High Performance Gaming on a Budget: Athlon II vs. Phenom II vs. Q9550S
S.T.A.L.K.E.R., Clear Sky
Prologue: S.T.A.L.K.E.R., Clear Sky became a brand new DX10 benchmark for us when GSC Game World released a prequel story expansion to the original Shadows of Chernobyl, last year. Both games have non-linear storylines which feature role-playing game elements. In both games, the player assumes the identity of a S.T.A.L.K.E.R.; an illegal artifact scavenger in “The Zone” which encompasses about 30 square kilometers. It is the location of an alternate reality story surrounding the Chernobyl Power Plant after another (fictitious) explosion.
S.T.A.L.K.E.R. & Clear Sky feature “a living breathing world” with highly developed NPC creature AI. S.T.A.L.K.E.R., Clear Sky uses the X-ray Engine – a DirectX8.1/9/DX10/10.1 Shader model 3.0 & 4.0 graphics engine featuring HDR, parallax and normal mapping, soft shadows, motion blur, weather effects and day-to-night cycles.
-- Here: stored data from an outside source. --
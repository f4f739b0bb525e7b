//! Deterministic event ordering.

use crate::NodeIndex;
use galavote_core::Event;
use std::collections::BTreeMap;
use std::time::Duration;

/// Tie-break class for events scheduled at the same instant.
///
/// Local intents run before network deliveries, which run before timers,
/// matching how a real event loop drains its queues.
#[derive(Debug, Clone, Copy, PartialEq, Eq, PartialOrd, Ord)]
pub enum EventPriority {
    /// Admin commands and caller intents.
    Local = 0,
    /// Message and connection-lifecycle deliveries.
    Network = 1,
    /// Timer expirations.
    Timer = 2,
}

/// Total order over scheduled events.
///
/// The sequence number makes the order a strict total order even for
/// identical (time, priority, node) triples, which is what makes runs
/// reproducible under one seed.
#[derive(Debug, Clone, Copy, PartialEq, Eq, PartialOrd, Ord)]
pub struct EventKey {
    /// Simulated delivery time.
    pub time: Duration,
    /// Tie-break class.
    pub priority: EventPriority,
    /// Target node.
    pub node: NodeIndex,
    /// Global insertion counter.
    pub seq: u64,
}

/// The pending-event queue.
#[derive(Debug, Default)]
pub struct EventQueue {
    events: BTreeMap<EventKey, Event>,
    next_seq: u64,
}

impl EventQueue {
    /// Create an empty queue.
    pub fn new() -> Self {
        Self::default()
    }

    /// Schedule an event for a node.
    pub fn push(&mut self, time: Duration, priority: EventPriority, node: NodeIndex, event: Event) {
        let key = EventKey {
            time,
            priority,
            node,
            seq: self.next_seq,
        };
        self.next_seq += 1;
        self.events.insert(key, event);
    }

    /// Remove and return the earliest event.
    pub fn pop(&mut self) -> Option<(EventKey, Event)> {
        self.events.pop_first()
    }

    /// Number of pending events.
    pub fn len(&self) -> usize {
        self.events.len()
    }

    /// Whether nothing is pending.
    pub fn is_empty(&self) -> bool {
        self.events.is_empty()
    }
}
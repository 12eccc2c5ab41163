//! Seam between a connection and the socket it talks through

use hypersockets::{ClientEvent, WebSocketClient, WsMessage};
use std::time::Duration;
use tokio::sync::mpsc;
use tracing::debug;

/// Transport event tagged with the generation of the transport that produced it
///
/// Every transport a connection opens gets the next generation number, so
/// late events from a replaced transport can be told apart.
#[derive(Debug, Clone, PartialEq)]
pub struct TransportEvent {
    pub generation: u64,
    pub kind: ClientEvent,
}

pub type EventSink = mpsc::UnboundedSender<TransportEvent>;

/// Handle to one open (or opening) transport
pub trait TransportLink: Send {
    /// Queue a frame; frames queued before the handshake go out once it completes
    fn send(&self, message: WsMessage) -> hypersockets::Result<()>;

    /// Request shutdown without waiting for it
    fn close(&self);
}

/// Factory for transports
pub trait Connector: Send + Sync + 'static {
    /// Start connecting to `url`
    ///
    /// Lifecycle and inbound frames are reported on `sink` tagged with
    /// `generation`.
    fn open(
        &self,
        url: &str,
        generation: u64,
        sink: EventSink,
    ) -> hypersockets::Result<Box<dyn TransportLink>>;
}

/// Connector backed by a `hypersockets` WebSocket client
#[derive(Debug, Clone)]
pub struct WsConnector {
    connect_timeout: Duration,
}

impl WsConnector {
    pub fn new(connect_timeout: Duration) -> Self {
        Self { connect_timeout }
    }
}

impl Default for WsConnector {
    fn default() -> Self {
        Self::new(Duration::from_secs(10))
    }
}

impl Connector for WsConnector {
    fn open(
        &self,
        url: &str,
        generation: u64,
        sink: EventSink,
    ) -> hypersockets::Result<Box<dyn TransportLink>> {
        let (tx, mut rx) = mpsc::unbounded_channel();

        let client = WebSocketClient::builder()
            .url(url)
            .events(tx)
            .connect_timeout(self.connect_timeout)
            .label(format!("{}#{}", url, generation))
            .build()?;

        tokio::spawn(async move {
            while let Some(kind) = rx.recv().await {
                if sink.send(TransportEvent { generation, kind }).is_err() {
                    debug!("Connection gone, dropping events of transport #{}", generation);
                    break;
                }
            }
        });

        Ok(Box::new(WsLink { client }))
    }
}

struct WsLink {
    client: WebSocketClient,
}

impl TransportLink for WsLink {
    fn send(&self, message: WsMessage) -> hypersockets::Result<()> {
        self.client.send(message)
    }

    fn close(&self) {
        self.client.close();
    }
}
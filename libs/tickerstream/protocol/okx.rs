//! OKX v5 public `tickers` channel
//!
//! Subscribe:
//! ```json
//! {"op":"subscribe","args":[{"channel":"tickers","instId":"BTC-USDT"}]}
//! ```
//!
//! Ack:
//! ```json
//! {"event":"subscribe","arg":{"channel":"tickers","instId":"BTC-USDT"},"connId":"a4d3ae55"}
//! ```
//!
//! Tick:
//! ```json
//! {"arg":{"channel":"tickers","instId":"BTC-USDT"},"data":[{"instId":"BTC-USDT","last":"9999.99","ts":"1597026383085"}]}
//! ```
//!
//! OKX drops connections that stay silent for 30s, so the client sends a
//! literal `ping` after a shorter silence and the server answers `pong`.

use super::{parse_f64, parse_i64, Inbound, KeepAlive, ProtocolAdapter};
use crate::domain::{Exchange, Ticker};
use crate::error::ProtocolError;
use hypersockets::WsMessage;
use serde::{Deserialize, Serialize};
use std::time::Duration;
use tracing::{debug, warn};

const TICKERS_CHANNEL: &str = "tickers";

/// Default silence before the client pings
pub const DEFAULT_KEEPALIVE: Duration = Duration::from_secs(25);

#[derive(Debug, Serialize)]
struct OkxRequest<'a> {
    op: &'static str,
    args: Vec<OkxArg<'a>>,
}

#[derive(Debug, Serialize)]
struct OkxArg<'a> {
    channel: &'static str,
    #[serde(rename = "instId")]
    inst_id: &'a str,
}

/// Envelope shared by events and data pushes
#[derive(Debug, Deserialize)]
struct OkxPush {
    #[serde(default)]
    event: Option<String>,
    #[serde(default)]
    arg: Option<OkxPushArg>,
    #[serde(default)]
    data: Option<Vec<OkxTickerData>>,
    #[serde(default)]
    code: Option<String>,
    #[serde(default)]
    msg: Option<String>,
}

#[derive(Debug, Deserialize)]
struct OkxPushArg {
    #[serde(default)]
    channel: Option<String>,
    #[serde(rename = "instId", default)]
    inst_id: Option<String>,
}

#[derive(Debug, Deserialize)]
struct OkxTickerData {
    #[serde(rename = "instId", default)]
    inst_id: Option<String>,
    last: String,
    ts: String,
}

pub struct OkxAdapter {
    url: String,
    keepalive: Duration,
}

impl OkxAdapter {
    /// `keepalive` defaults to 25s when `None`
    pub fn new(url: impl Into<String>, keepalive: Option<Duration>) -> Self {
        Self {
            url: url.into(),
            keepalive: keepalive.unwrap_or(DEFAULT_KEEPALIVE),
        }
    }

    fn request(&self, op: &'static str, symbols: &[String]) -> Vec<WsMessage> {
        if symbols.is_empty() {
            return Vec::new();
        }

        let request = OkxRequest {
            op,
            args: symbols
                .iter()
                .map(|s| OkxArg {
                    channel: TICKERS_CHANNEL,
                    inst_id: s.as_str(),
                })
                .collect(),
        };

        match serde_json::to_string(&request) {
            Ok(text) => vec![WsMessage::Text(text)],
            Err(e) => {
                warn!("[OKX WS] Failed to encode {} request: {}", op, e);
                Vec::new()
            }
        }
    }
}

impl ProtocolAdapter for OkxAdapter {
    fn exchange(&self) -> Exchange {
        Exchange::Okx
    }

    fn url(&self) -> &str {
        &self.url
    }

    fn encode_subscribe(&self, symbols: &[String]) -> Vec<WsMessage> {
        self.request("subscribe", symbols)
    }

    fn encode_unsubscribe(&self, symbols: &[String]) -> Vec<WsMessage> {
        self.request("unsubscribe", symbols)
    }

    fn decode(&self, frame: &WsMessage) -> Result<Option<Inbound>, ProtocolError> {
        let text = frame
            .as_text()
            .ok_or(ProtocolError::UnexpectedFrame("binary"))?;

        if text == "pong" {
            return Ok(None);
        }

        let push: OkxPush = serde_json::from_str(text)?;

        match push.event.as_deref() {
            Some("subscribe") => {
                let inst_id = push
                    .arg
                    .and_then(|arg| arg.inst_id)
                    .ok_or(ProtocolError::MissingField("arg.instId"))?;
                return Ok(Some(Inbound::SubscribeAck(inst_id)));
            }
            Some("error") => {
                warn!(
                    "[OKX WS] Error event: code={} msg={}",
                    push.code.as_deref().unwrap_or("-"),
                    push.msg.as_deref().unwrap_or("-")
                );
                return Ok(None);
            }
            Some(other) => {
                debug!("[OKX WS] Event: {}", other);
                return Ok(None);
            }
            None => {}
        }

        let arg = match push.arg {
            Some(arg) if arg.channel.as_deref() == Some(TICKERS_CHANNEL) => arg,
            _ => return Ok(None),
        };

        let data = push
            .data
            .and_then(|data| data.into_iter().next())
            .ok_or(ProtocolError::MissingField("data[0]"))?;

        let symbol = data
            .inst_id
            .or(arg.inst_id)
            .ok_or(ProtocolError::MissingField("instId"))?;
        let timestamp = parse_i64("ts", &data.ts)?;
        let price = parse_f64("last", &data.last)?;

        Ok(Some(Inbound::Ticker(Ticker::new(timestamp, symbol, price))))
    }

    fn keep_alive(&self) -> KeepAlive {
        KeepAlive::Active {
            idle: self.keepalive,
            payload: WsMessage::text("ping"),
        }
    }
}

#[cfg(test)]
mod tests {
    use super::*;

    fn adapter() -> OkxAdapter {
        OkxAdapter::new("wss://ws.okx.com:8443/ws/v5/public", None)
    }

    #[test]
    fn test_subscribe_is_batched() {
        let frames = adapter().encode_subscribe(&["BTC-USDT".to_string(), "ETH-USDT".to_string()]);
        assert_eq!(
            frames,
            vec![WsMessage::text(
                r#"{"op":"subscribe","args":[{"channel":"tickers","instId":"BTC-USDT"},{"channel":"tickers","instId":"ETH-USDT"}]}"#
            )]
        );
    }

    #[test]
    fn test_unsubscribe_encoding() {
        let frames = adapter().encode_unsubscribe(&["BTC-USDT".to_string()]);
        assert_eq!(
            frames,
            vec![WsMessage::text(
                r#"{"op":"unsubscribe","args":[{"channel":"tickers","instId":"BTC-USDT"}]}"#
            )]
        );
    }

    #[test]
    fn test_decode_subscribe_ack() {
        let frame = WsMessage::text(
            r#"{"event":"subscribe","arg":{"channel":"tickers","instId":"BTC-USDT"},"connId":"a4d3ae55"}"#,
        );
        assert_eq!(
            adapter().decode(&frame).unwrap(),
            Some(Inbound::SubscribeAck("BTC-USDT".to_string()))
        );
    }

    #[test]
    fn test_decode_ticker() {
        let frame = WsMessage::text(
            r#"{"arg":{"channel":"tickers","instId":"BTC-USDT"},"data":[{"instType":"SPOT","instId":"BTC-USDT","last":"9999.99","lastSz":"0.1","ts":"1597026383085"}]}"#,
        );
        assert_eq!(
            adapter().decode(&frame).unwrap(),
            Some(Inbound::Ticker(Ticker::new(1_597_026_383_085, "BTC-USDT", 9999.99)))
        );
    }

    #[test]
    fn test_decode_pong_error_and_other_channels() {
        let okx = adapter();
        assert_eq!(okx.decode(&WsMessage::text("pong")).unwrap(), None);
        assert_eq!(
            okx.decode(&WsMessage::text(r#"{"event":"error","code":"60012","msg":"Invalid request"}"#))
                .unwrap(),
            None
        );
        assert_eq!(
            okx.decode(&WsMessage::text(
                r#"{"arg":{"channel":"trades","instId":"BTC-USDT"},"data":[{"last":"1","ts":"1"}]}"#
            ))
            .unwrap(),
            None
        );
    }

    #[test]
    fn test_decode_ticker_without_data_is_an_error() {
        let frame = WsMessage::text(r#"{"arg":{"channel":"tickers","instId":"BTC-USDT"},"data":[]}"#);
        assert!(matches!(
            adapter().decode(&frame),
            Err(ProtocolError::MissingField("data[0]"))
        ));
    }

    #[test]
    fn test_keep_alive_is_active_ping() {
        assert_eq!(
            adapter().keep_alive(),
            KeepAlive::Active {
                idle: Duration::from_secs(25),
                payload: WsMessage::text("ping"),
            }
        );
        let custom = OkxAdapter::new("wss://ws.okx.com:8443/ws/v5/public", Some(Duration::from_secs(10)));
        assert!(matches!(custom.keep_alive(), KeepAlive::Active { idle, .. } if idle == Duration::from_secs(10)));
    }
}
As with other engines using deferred shading, the original DX9c X-ray Engine does not support anti-aliasing with dynamic lighting enabled, although the DX10 version does.
We are using the stand-alone “official” benchmark by Clear Sky’s creators. Clear Sky is top-notch and worthy to be S.T.A.L.K.E.R’s successor with even more awesome DX10 effects which help to create and enhance their game’s already incredible atmosphere. Unfortunately, DX10 comes with steep hardware requirements and this new game really needs multi-GPU to run at its maximum settings. We picked the most stressful test out of the four, “Sun shafts”. It brings the heaviest penalty due to its extreme use of shaders to create DX10/DX10.1 effects. We ran this benchmark fully maxed out in DX10.0 with “ultra” settings plus 4xAA, but did not apply edge-detect MSAA which chokes performance even further.
S.T.A.L.K.E.R., Clear Sky DX10 benchmark “Sun shafts” at 1920×1200, first with the HD 4870-X2:
Now at 1920×1200 resolution with the GTX 280:
And now with the HD 4870-X2 at 1680×1050:
Finally with the GTX 280 at 1680×1050:
This time, with our HD 4870-X2 we do not see a lot of difference anywhere. Less than two frames per second separate the fastest CPU from the slowest one. With the GTX 280, the difference climbs to slightly over 3 frames per second difference – and that is between the stocked-clocked 3.1 GHz Phenom II 550 X2 and the highly overclocked Q9550s at 4.0 GHz – and only in the maximum frame rate! Practically there is no real difference gained with any CPU; the video card will make the most difference with Clear Sky’s performance.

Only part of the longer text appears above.